Back to the current meeting and agenda, mostly it's housekeeping kinds of things.

It looks like a final draft list for the 2018-2023 cycle is almost ready to go out to the public formally for comment.
  1. River Road N. Traffic Signal Interconnect – Keizer Keizer/Salem $1,970,000
  2. Union Street NE Family Friendly Bikeway - Salem $3,800,000
  3. Silverton @ Hollywood Traffic Signal & Turn Lane now combined with  Hollywood Dr: Silverton Rd to Salem city limits Urban Upgrade - Marion County $3,150,000
  4. Hilfiker Ln SE at Commercial St SE Intersection and Signal Upgrade - Salem $2,150,000
  5. Fixed Route Transit Bus Replacements - Cherriots $4,400,000
  6. Verda Lane Bike/Ped improvements - Keizer $3,200,000
  7. Keizer Growth Transportation Impacts Study - Keizer $190,000
  8. Kuebler/Cordon Corridor Study and Management Plan - Marion County $205,000
  9. Oregon Household Travel and Activity Survey for the SKATS area - SKATS $425,000
  10. McGilchrist Street SE - partial ROW only, 12th to 25th - Salem $3,600,000
  11. Transit ITS Replacement and Upgrade - $735,000
  12. Lancaster Dr: Auburn to Center Urban Reconstruction - Marion County $2,925,000
As a result of some new Congestion Management Air Quality funds (see here and here), items 10-12 were added or expanded: The scope on McGilchrist went from just 23rd-25th to 12th-25th; the Cherriots technology upgrade/replacement added some new components; and the Lancaster project is wholly new.

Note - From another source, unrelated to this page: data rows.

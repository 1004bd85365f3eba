//! Configuration sections for the secret store and crypto plugins.

use super::secret_string::SecretString;
use crate::errors::{KeystashError, Result};
use base64::Engine;
use serde::{Deserialize, Deserializer, Serialize};
use std::collections::HashSet;
use std::path::PathBuf;
use std::time::Duration;
use validator::{Validate, ValidationError};

/// Development master KEK (`thirty_two_byte_keyblahblahblahh`).
pub const DEFAULT_SIMPLE_KEK: &str = "dGhpcnR5X3R3b19ieXRlX2tleWJsYWhibGFoYmxhaGg=";

/// Accepts `["a", "b"]` or the INI-friendly `"a, b"`.
fn string_or_list<'de, D>(deserializer: D) -> std::result::Result<Vec<String>, D::Error>
where
    D: Deserializer<'de>,
{
    #[derive(Deserialize)]
    #[serde(untagged)]
    enum StringOrList {
        One(String),
        Many(Vec<String>),
    }

    let items = match StringOrList::deserialize(deserializer)? {
        StringOrList::One(joined) => joined.split(',').map(str::to_string).collect(),
        StringOrList::Many(items) => items,
    };
    Ok(items.into_iter().map(|s| s.trim().to_string()).filter(|s| !s.is_empty()).collect())
}

/// AES-GCM keys in the token are AES-128 or AES-256.
fn validate_key_length(length: usize) -> std::result::Result<(), ValidationError> {
    if length == 16 || length == 32 {
        Ok(())
    } else {
        let mut err = ValidationError::new("aes_key_length");
        err.message = Some("must be 16 or 32 bytes".into());
        Err(err)
    }
}

/// `[secretstore]`
#[derive(Debug, Clone, Serialize, Deserialize, Validate)]
#[serde(default)]
pub struct SecretStoreConfig {
    #[serde(deserialize_with = "string_or_list")]
    pub enabled_secretstore_plugins: Vec<String>,

    pub enable_multiple_secret_stores: bool,

    /// Suffixes naming the `[secretstore:<suffix>]` sections
    #[serde(deserialize_with = "string_or_list")]
    pub stores_lookup_suffix: Vec<String>,
}

impl Default for SecretStoreConfig {
    fn default() -> Self {
        Self {
            enabled_secretstore_plugins: vec![crate::plugin::STORE_CRYPTO.to_string()],
            enable_multiple_secret_stores: false,
            stores_lookup_suffix: Vec::new(),
        }
    }
}

impl SecretStoreConfig {
    /// Multiple-backend rules: a suffix list, one section per suffix and
    /// exactly one global default.
    pub fn validate_sections(&self, sections: &[NamedStoreConfig]) -> Result<()> {
        if !self.enable_multiple_secret_stores {
            return Ok(());
        }

        if self.stores_lookup_suffix.is_empty() {
            return Err(KeystashError::validation_field(
                "stores_lookup_suffix is required when multiple secret stores are enabled",
                "secretstore.stores_lookup_suffix",
            ));
        }

        let mut seen = HashSet::new();
        for suffix in &self.stores_lookup_suffix {
            if !seen.insert(suffix.as_str()) {
                return Err(KeystashError::validation(format!(
                    "Duplicate secret store suffix '{}'",
                    suffix
                )));
            }
            let section = sections.iter().find(|s| &s.name == suffix).ok_or_else(|| {
                KeystashError::validation(format!(
                    "Missing [secretstore:{}] section for configured suffix",
                    suffix
                ))
            })?;
            if section.section.secret_store_plugin.trim().is_empty() {
                return Err(KeystashError::validation(format!(
                    "[secretstore:{}] must set secret_store_plugin",
                    suffix
                )));
            }
        }

        let defaults = sections.iter().filter(|s| s.section.global_default).count();
        if defaults != 1 {
            return Err(KeystashError::validation(format!(
                "Exactly one secret store must be the global default, found {}",
                defaults
            )));
        }

        Ok(())
    }
}

/// One `[secretstore:<suffix>]` section
#[derive(Debug, Clone, Serialize, Deserialize, PartialEq)]
pub struct StoreSectionConfig {
    pub secret_store_plugin: String,
    #[serde(default)]
    pub crypto_plugin: Option<String>,
    #[serde(default)]
    pub global_default: bool,
}

/// A store section together with the suffix that named it
#[derive(Debug, Clone, Serialize, PartialEq)]
pub struct NamedStoreConfig {
    pub name: String,
    #[serde(flatten)]
    pub section: StoreSectionConfig,
}

/// `[crypto]`
#[derive(Debug, Clone, Serialize, Deserialize, Validate)]
#[serde(default)]
pub struct CryptoConfig {
    #[serde(deserialize_with = "string_or_list")]
    pub enabled_crypto_plugins: Vec<String>,
}

impl Default for CryptoConfig {
    fn default() -> Self {
        Self { enabled_crypto_plugins: vec![crate::plugin::SIMPLE_CRYPTO.to_string()] }
    }
}

/// `[simple_crypto_plugin]`
#[derive(Debug, Clone, Serialize, Deserialize, Validate)]
#[serde(default)]
pub struct SimpleCryptoConfig {
    /// Base64-encoded 32-byte master KEK
    pub kek: SecretString,
}

impl Default for SimpleCryptoConfig {
    fn default() -> Self {
        Self { kek: SecretString::new(DEFAULT_SIMPLE_KEK) }
    }
}

impl SimpleCryptoConfig {
    pub fn is_default_kek(&self) -> bool {
        self.kek.expose_secret() == DEFAULT_SIMPLE_KEK
    }

    /// Decode the master KEK, checking it is exactly 32 bytes.
    pub fn decoded_kek(&self) -> Result<zeroize::Zeroizing<Vec<u8>>> {
        let bytes = base64::engine::general_purpose::STANDARD
            .decode(self.kek.expose_secret().trim())
            .map(zeroize::Zeroizing::new)
            .map_err(|e| {
                KeystashError::validation_field(
                    format!("simple_crypto_plugin.kek is not valid base64: {}", e),
                    "simple_crypto_plugin.kek",
                )
            })?;
        if bytes.len() != 32 {
            return Err(KeystashError::validation_field(
                format!("simple_crypto_plugin.kek must decode to 32 bytes, got {}", bytes.len()),
                "simple_crypto_plugin.kek",
            ));
        }
        Ok(bytes)
    }
}

/// `[p11_crypto_plugin]`
#[derive(Debug, Clone, Serialize, Deserialize, Validate)]
#[serde(default)]
pub struct P11CryptoConfig {
    /// `softtoken` or `softtoken:<state file>`
    #[validate(length(min = 1, message = "library_path cannot be empty"))]
    pub library_path: String,

    /// User PIN for the token
    pub login: Option<SecretString>,

    pub mkek_label: Option<String>,

    #[validate(custom(function = "validate_key_length"))]
    pub mkek_length: usize,

    pub hmac_label: Option<String>,

    pub slot_id: u64,

    pub rw_session: bool,

    /// Project KEK length in bytes
    #[validate(custom(function = "validate_key_length"))]
    pub pkek_length: usize,

    /// Seconds an unwrapped project KEK stays cached (0 disables caching)
    pub pkek_cache_ttl: u64,

    /// Maximum cached project KEKs (0 disables caching)
    pub pkek_cache_limit: usize,

    /// Extra entropy fed to the token RNG at startup
    pub seed_random_buffer: Option<String>,

    /// Create missing master keys instead of failing
    pub generate_master_keys: bool,
}

impl Default for P11CryptoConfig {
    fn default() -> Self {
        Self {
            library_path: "softtoken".to_string(),
            login: None,
            mkek_label: None,
            mkek_length: 32,
            hmac_label: None,
            slot_id: 1,
            rw_session: true,
            pkek_length: 32,
            pkek_cache_ttl: 900,
            pkek_cache_limit: 100,
            seed_random_buffer: None,
            generate_master_keys: false,
        }
    }
}

impl P11CryptoConfig {
    pub fn pkek_cache_ttl(&self) -> Duration {
        Duration::from_secs(self.pkek_cache_ttl)
    }

    /// Master key labels, which have no usable default
    pub fn require_labels(&self) -> Result<(&str, &str)> {
        let mkek = self.mkek_label.as_deref().filter(|l| !l.is_empty()).ok_or_else(|| {
            KeystashError::validation_field(
                "p11_crypto_plugin.mkek_label is required",
                "p11_crypto_plugin.mkek_label",
            )
        })?;
        let hmac = self.hmac_label.as_deref().filter(|l| !l.is_empty()).ok_or_else(|| {
            KeystashError::validation_field(
                "p11_crypto_plugin.hmac_label is required",
                "p11_crypto_plugin.hmac_label",
            )
        })?;
        Ok((mkek, hmac))
    }
}

/// `[kmip_plugin]`
#[derive(Debug, Clone, Serialize, Deserialize, Validate)]
#[serde(default)]
pub struct KmipConfig {
    pub username: Option<String>,
    pub password: Option<SecretString>,

    #[validate(length(min = 1, message = "KMIP host cannot be empty"))]
    pub host: String,

    #[validate(range(min = 1, max = 65535, message = "Port must be between 1 and 65535"))]
    pub port: u16,

    /// Client private key (PEM)
    pub keyfile: Option<PathBuf>,
    /// Client certificate chain (PEM)
    pub certfile: Option<PathBuf>,
    /// Trusted CA bundle (PEM)
    pub ca_certs: Option<PathBuf>,

    #[validate(range(min = 1, max = 120))]
    pub connect_timeout_seconds: u64,

    /// Bound on a whole KMIP round trip, handshake included
    #[validate(range(min = 1, max = 300))]
    pub request_timeout_seconds: u64,
}

impl Default for KmipConfig {
    fn default() -> Self {
        Self {
            username: None,
            password: None,
            host: "localhost".to_string(),
            port: 5696,
            keyfile: None,
            certfile: None,
            ca_certs: None,
            connect_timeout_seconds: 10,
            request_timeout_seconds: 30,
        }
    }
}

impl KmipConfig {
    pub fn connect_timeout(&self) -> Duration {
        Duration::from_secs(self.connect_timeout_seconds)
    }

    pub fn request_timeout(&self) -> Duration {
        Duration::from_secs(self.request_timeout_seconds)
    }
}

/// `[dogtag_plugin]`
#[derive(Debug, Clone, Serialize, Deserialize, Validate)]
#[serde(default)]
pub struct DogtagConfig {
    /// Agent certificate and key (PEM) used as the TLS client identity
    pub pem_path: Option<PathBuf>,

    #[validate(length(min = 1, message = "Dogtag host cannot be empty"))]
    pub dogtag_host: String,

    #[validate(range(min = 1, max = 65535, message = "Port must be between 1 and 65535"))]
    pub dogtag_port: u16,

    /// Accepted for compatibility; TLS is handled by rustls
    pub nss_db_path: Option<PathBuf>,
    pub nss_password: Option<SecretString>,

    #[validate(range(min = 1, max = 300))]
    pub request_timeout_seconds: u64,
}

impl Default for DogtagConfig {
    fn default() -> Self {
        Self {
            pem_path: None,
            dogtag_host: "localhost".to_string(),
            dogtag_port: 8443,
            nss_db_path: None,
            nss_password: None,
            request_timeout_seconds: 30,
        }
    }
}

impl DogtagConfig {
    pub fn base_url(&self) -> String {
        format!("https://{}:{}", self.dogtag_host, self.dogtag_port)
    }

    pub fn request_timeout(&self) -> Duration {
        Duration::from_secs(self.request_timeout_seconds)
    }
}

#[cfg(test)]
mod tests {
    use super::*;

    #[derive(Deserialize)]
    struct Wrapper {
        secretstore: SecretStoreConfig,
    }

    #[test]
    fn plugin_list_accepts_comma_separated_string() {
        let parsed: Wrapper = toml::from_str(
            r#"
            [secretstore]
            enabled_secretstore_plugins = "store_crypto, kmip_plugin"
            "#,
        )
        .unwrap();
        assert_eq!(
            parsed.secretstore.enabled_secretstore_plugins,
            vec!["store_crypto".to_string(), "kmip_plugin".to_string()]
        );
    }

    #[test]
    fn plugin_list_accepts_array() {
        let parsed: Wrapper = toml::from_str(
            r#"
            [secretstore]
            enabled_secretstore_plugins = ["dogtag_plugin"]
            "#,
        )
        .unwrap();
        assert_eq!(parsed.secretstore.enabled_secretstore_plugins, vec!["dogtag_plugin"]);
        assert!(!parsed.secretstore.enable_multiple_secret_stores);
    }

    #[test]
    fn default_kek_decodes_to_32_bytes() {
        let config = SimpleCryptoConfig::default();
        assert!(config.is_default_kek());
        assert_eq!(config.decoded_kek().unwrap().len(), 32);
    }

    #[test]
    fn short_kek_is_rejected() {
        let config = SimpleCryptoConfig { kek: SecretString::new("c2hvcnQ=") };
        let err = config.decoded_kek().unwrap_err();
        assert!(err.to_string().contains("32 bytes"));
    }

    #[test]
    fn p11_defaults() {
        let config = P11CryptoConfig::default();
        assert_eq!(config.library_path, "softtoken");
        assert_eq!(config.slot_id, 1);
        assert_eq!(config.pkek_length, 32);
        assert_eq!(config.pkek_cache_ttl(), Duration::from_secs(900));
        assert_eq!(config.pkek_cache_limit, 100);
        assert!(config.validate().is_ok());
    }

    #[test]
    fn p11_rejects_unsupported_key_lengths() {
        let config = P11CryptoConfig { pkek_length: 24, ..P11CryptoConfig::default() };
        assert!(config.validate().is_err());
    }

    #[test]
    fn kmip_and_dogtag_defaults() {
        let kmip = KmipConfig::default();
        assert_eq!((kmip.host.as_str(), kmip.port), ("localhost", 5696));
        assert_eq!(kmip.request_timeout(), Duration::from_secs(30));
        assert!(KmipConfig { request_timeout_seconds: 0, ..kmip }.validate().is_err());

        let dogtag = DogtagConfig::default();
        assert_eq!(dogtag.base_url(), "https://localhost:8443");
    }

    fn store(name: &str, default: bool) -> NamedStoreConfig {
        NamedStoreConfig {
            name: name.to_string(),
            section: StoreSectionConfig {
                secret_store_plugin: "store_crypto".to_string(),
                crypto_plugin: Some("simple_crypto".to_string()),
                global_default: default,
            },
        }
    }

    #[test]
    fn multiple_stores_need_exactly_one_default() {
        let config = SecretStoreConfig {
            enable_multiple_secret_stores: true,
            stores_lookup_suffix: vec!["a".into(), "b".into()],
            ..SecretStoreConfig::default()
        };

        assert!(config.validate_sections(&[store("a", true), store("b", false)]).is_ok());
        assert!(config.validate_sections(&[store("a", true), store("b", true)]).is_err());
        assert!(config.validate_sections(&[store("a", false), store("b", false)]).is_err());
        assert!(config.validate_sections(&[store("a", true)]).is_err());
    }

    #[test]
    fn multiple_stores_need_suffixes() {
        let config =
            SecretStoreConfig { enable_multiple_secret_stores: true, ..Default::default() };
        assert!(config.validate_sections(&[]).is_err());
    }
}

Some of the others have had slight adjustments to the estimate.

So barring any major new developments, the Committee will approve this list, the formal document will be prepared for the February meeting, with public comment in March and April, and adoption in April and May.

From here there is reason to be pleased about:
  • Filling out the Union Street bikeway project (the best item on the list!)
  • Incremental remediation on Verda Lane for sidewalks and bike lanes
  • The possibility (not a certainty, however) of doing something really interesting on the McGilchrist corridor
  • Incremental remediation on Lancaster
  • And the Cherriots technology improvements
I am doubtful about the Keizer and Kuebler/Cordon studies, as they look to be pretty autoist, but "there's a chance," as they say, they might offer some incremental improvements without being transformative.

(Previous notes on the 2018-2023 cycle here.)

Look for the historic sign
next to the entry
The annual Work Program is also on the agenda, but I don't think there is more to say beyond the notes for the Technical Advisory Committee meeting earlier this month.

SKATS Policy Committee meets Tuesday the 24th at noon. SKATS is at 100 High St. SE, Suite 200, above Andaluz Kitchen and Table Five 08.